B. Démission claire, requalification et délais d’action
Sur les délais, la cour rappelle le texte: « Toute action portant sur la rupture du contrat de travail se prescrit par douze mois à compter de la notification de la rupture. » Cette borne temporelle commande l’irrecevabilité de la requalification en licenciement sans cause réelle et sérieuse, introduite au‑delà du délai. Elle écarte également les demandes accessoires frappées par la prescription biennale applicable à l’exécution, ainsi que l’indemnité forfaitaire de travail dissimulé, dont la nature gouverne le délai.
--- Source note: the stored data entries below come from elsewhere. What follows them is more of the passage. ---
//
// Copyright (c) Pirmin Kalberer. All rights reserved.
// Licensed under the MIT License. See LICENSE file in the project root for full license information.
//

use crate::core::config::MetadataCfg;
use crate::datasource::RasterExtent;
use crate::tile::TileFormat;
use tile_pyramid::Pyramid;

/// Layer type published in MBTiles metadata
#[derive(PartialEq, Clone, Copy, Debug)]
pub enum LayerType {
    Overlay,
    Baselayer,
}

impl LayerType {
    pub fn name(&self) -> &'static str {
        match self {
            LayerType::Overlay => "overlay",
            LayerType::Baselayer => "baselayer",
        }
    }
}

/// Descriptive entries of a tile pyramid
#[derive(Clone, Debug)]
pub struct PyramidMetadata {
    pub name: String,
    pub version: String,
    pub description: String,
    pub format: TileFormat,
    pub layer_type: LayerType,
    /// "west,south,east,north"
    pub bounds: String,
    pub minzoom: u8,
    pub maxzoom: u8,
}

impl PyramidMetadata {
    /// Metadata of `pyramid` built over a raster with `extent`.
    /// `name` is used when the configuration has none.
    pub fn new(
        cfg: &MetadataCfg,
        name: &str,
        extent: &RasterExtent,
        pyramid: &Pyramid,
        format: TileFormat,
    ) -> PyramidMetadata {
        PyramidMetadata {
            name: cfg.name.clone().unwrap_or(name.to_string()),
            version: cfg.version.clone().unwrap_or("1.0".to_string()),
            description: cfg.description.clone().unwrap_or_default(),
            format,
            layer_type: if cfg.overlay {
                LayerType::Overlay
            } else {
                LayerType::Baselayer
            },
            bounds: extent.bounds().bounds_string(),
            minzoom: pyramid.minzoom(),
            maxzoom: pyramid.maxzoom(),
        }
    }
    /// Name/value pairs in store order
    pub fn rows(&self) -> Vec<(&'static str, String)> {
        vec![
            ("name", self.name.clone()),
            ("version", self.version.clone()),
            ("maxzoom", self.maxzoom.to_string()),
            ("minzoom", self.minzoom.to_string()),
            ("format", self.format.name().to_string()),
            ("description", self.description.clone()),
            ("type", self.layer_type.name().to_string()),
            ("bounds", self.bounds.clone()),
        ]
    }
}
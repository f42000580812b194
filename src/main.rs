//
// Copyright (c) Pirmin Kalberer. All rights reserved.
// Licensed under the MIT License. See LICENSE file in the project root for full license information.
//

#[macro_use]
extern crate clap;
#[macro_use]
extern crate log;

use clap::{App, AppSettings, Arg, ArgMatches};
use dotenv::dotenv;
use env_logger::Builder;
use log::Record;
use mbtiler_service::{config_from_args, gen_config, tiler_from_args};
use std::env;
use std::io::Write;
use std::process;
use time;

fn init_logger(args: &ArgMatches<'_>) {
    let mut builder = Builder::new();
    builder.format(|buf, record: &Record<'_>| {
        let t = time::now();
        writeln!(
            buf,
            "{}.{:03} {} {}",
            time::strftime("%Y-%m-%d %H:%M:%S", &t).unwrap_or_default(),
            t.tm_nsec / 1000_000,
            record.level(),
            record.args()
        )
    });

    let rust_log_env = env::var("RUST_LOG");
    let default_level = if args.is_present("verbose") {
        "debug"
    } else {
        "info"
    };
    let rust_log = match (args.value_of("loglevel"), rust_log_env.as_ref()) {
        (Some(loglevel), _) => loglevel,
        (None, Ok(rust_log)) if !args.is_present("verbose") => rust_log.as_str(),
        (None, _) => default_level,
    };
    builder.parse_filters(rust_log);

    builder.init();
}

fn generate(args: &ArgMatches<'_>) -> Result<(), String> {
    let input = args.value_of("INPUT").ok_or("Input file argument is required")?;
    let output = args
        .value_of("OUTPUT")
        .ok_or("Output file argument is required")?;
    let config = config_from_args(args)?;
    let tiler = tiler_from_args(&config, args)?;
    let summary = tiler.run(input, output).map_err(|e| e.to_string())?;
    if tiler.progress {
        println!("");
    }
    info!(
        "Done creating {} with {} tiles in {} zoom levels",
        output,
        summary.tiles,
        summary.maxzoom as u16 + 1
    );
    Ok(())
}

#[cfg(feature = "with-gdal")]
extern crate mbtiler_gdal;

fn version_info() -> String {
    #[cfg(feature = "with-gdal")]
    let version = format!(
        "{} (GDAL version {})",
        crate_version!(),
        mbtiler_gdal::gdal_version()
    );
    #[cfg(not(feature = "with-gdal"))]
    let version = crate_version!().to_string();
    version
}

fn main() {
    dotenv().ok();
    let version_info = version_info();
    // The tileset version uses `-r, --version`
    let mut app = App::new("mbtiler")
        .version(&version_info as &str)
        .setting(AppSettings::DisableVersion)
        .author("Pirmin Kalberer <pka@sourcepole.ch>")
        .about("Convert a georeferenced raster image into an MBTiles tile pyramid")
        .arg(
            Arg::from_usage("[INPUT] 'Input raster file'").required_unless("genconfig"),
        )
        .arg(
            Arg::from_usage("[OUTPUT] 'Output MBTiles file'").required_unless("genconfig"),
        )
        .args_from_usage("-n, --name=[NAME] 'Tileset name (Default: input file name)'
                          -d, --description=[TEXT] 'Tileset description'
                          -v, --verbose 'Verbose output'
                          -r, --version=[VERSION] 'Tileset version (Default: 1.0)'
                          -o, --overlay 'Publish as overlay layer instead of baselayer'
                          -c, --config=[FILE] 'Load from custom config file'
                          --genconfig 'Print configuration template'
                          --loglevel=[error|warn|info|debug|trace] 'Log level (Default: info)'
                          --progress=[true|false] 'Show progress bar'
                          --format=[png|jpg] 'Tile image format (Default: png)'
                          --tilesize=[PX] 'Tile width and height in pixels (Default: 256)'");

    match app.get_matches_from_safe_borrow(env::args()) {
        //app.get_matches() prohibits later call of app.print_help()
        Result::Err(e) => e.exit(),
        Result::Ok(matches) => {
            init_logger(&matches);
            let result = if matches.is_present("genconfig") {
                gen_config(&matches).map(|config| println!("{}", config))
            } else {
                generate(&matches)
            };
            if let Err(e) = result {
                error!("{}", e);
                process::exit(1);
            }
        }
    }
}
La cour précise d’ailleurs: « La durée de la prescription étant déterminée par la nature de la créance invoquée, l’action en paiement d’une indemnité forfaitaire pour travail dissimulé, qui naît lors de la rupture du contrat en raison de l’inexécution par l’employeur de ses obligations, est soumise à la prescription biennale de l’article L. 1471-1, alinéa 1, du code du travail. »
Quant à la requalification en licenciement nul, l’absence de harcèlement prive la demande de son fondement. Surtout, la juridiction retient que « les termes de cette démission étaient clairs et non équivoques, sans que l’apparition d’un différend trois ans plus tard ne puisse la rendre équivoque. » La solution combine donc l’exigence d’une ambiguïté contemporaine de la démission et la rigueur des délais, pour encadrer les remises en cause tardives.
L’ensemble établit une cohérence d’ensemble: lecture stricte des prescriptions selon la nature des créances, exigence probatoire élevée pour le harcèlement, et protection de la stabilité des ruptures claires, sauf vice caractérisé.